What the task requires:
In the data below, how many lines contain the word "TsConfig"? Answer with the number alone.

The data:
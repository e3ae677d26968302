use std::str::FromStr;

use swc_core::ecma::parser::{EsConfig, Syntax, TsConfig};

/// Syntax dialect used to parse a source text, named after esbuild loaders.
#[derive(Debug, Clone, Copy, PartialEq, Eq)]
pub enum Loader {
  Js,
  Jsx,
  Ts,
  Tsx,
}

impl Loader {
  pub fn is_typescript(self) -> bool {
    matches!(self, Loader::Ts | Loader::Tsx)
  }

  pub fn syntax(self) -> Syntax {
    match self {
      Loader::Js => Syntax::Es(Default::default()),
      Loader::Jsx => Syntax::Es(EsConfig {
        jsx: true,
        ..Default::default()
      }),
      Loader::Ts => Syntax::Typescript(Default::default()),
      Loader::Tsx => Syntax::Typescript(TsConfig {
        tsx: true,
        ..Default::default()
      }),
    }
  }

  pub fn as_str(self) -> &'static str {
    match self {
      Loader::Js => "js",
      Loader::Jsx => "jsx",
      Loader::Ts => "ts",
      Loader::Tsx => "tsx",
    }
  }
}

impl FromStr for Loader {
  type Err = svgr_component_error::Error;

  fn from_str(s: &str) -> Result<Self, Self::Err> {
    match s {
      "js" => Ok(Self::Js),
      "jsx" => Ok(Self::Jsx),
      "ts" => Ok(Self::Ts),
      "tsx" => Ok(Self::Tsx),
      _ => Err(svgr_component_error::Error::panic(format!(
        "Unknown loader value \"{}\"",
        s
      ))),
    }
  }
}

#[cfg(test)]
mod tests {
  use super::*;

  #[test]
  fn loaders_round_trip_through_their_names() {
    for loader in [Loader::Js, Loader::Jsx, Loader::Ts, Loader::Tsx] {
      assert_eq!(Loader::from_str(loader.as_str()).unwrap(), loader);
    }
    assert!(Loader::from_str("json").is_err());
  }

  #[test]
  fn typed_loaders_select_the_typescript_grammar() {
    assert!(matches!(Loader::Tsx.syntax(), Syntax::Typescript(TsConfig { tsx: true, .. })));
    assert!(matches!(Loader::Jsx.syntax(), Syntax::Es(EsConfig { jsx: true, .. })));
    assert!(Loader::Tsx.is_typescript());
    assert!(!Loader::Jsx.is_typescript());
  }
}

Expected answer:
3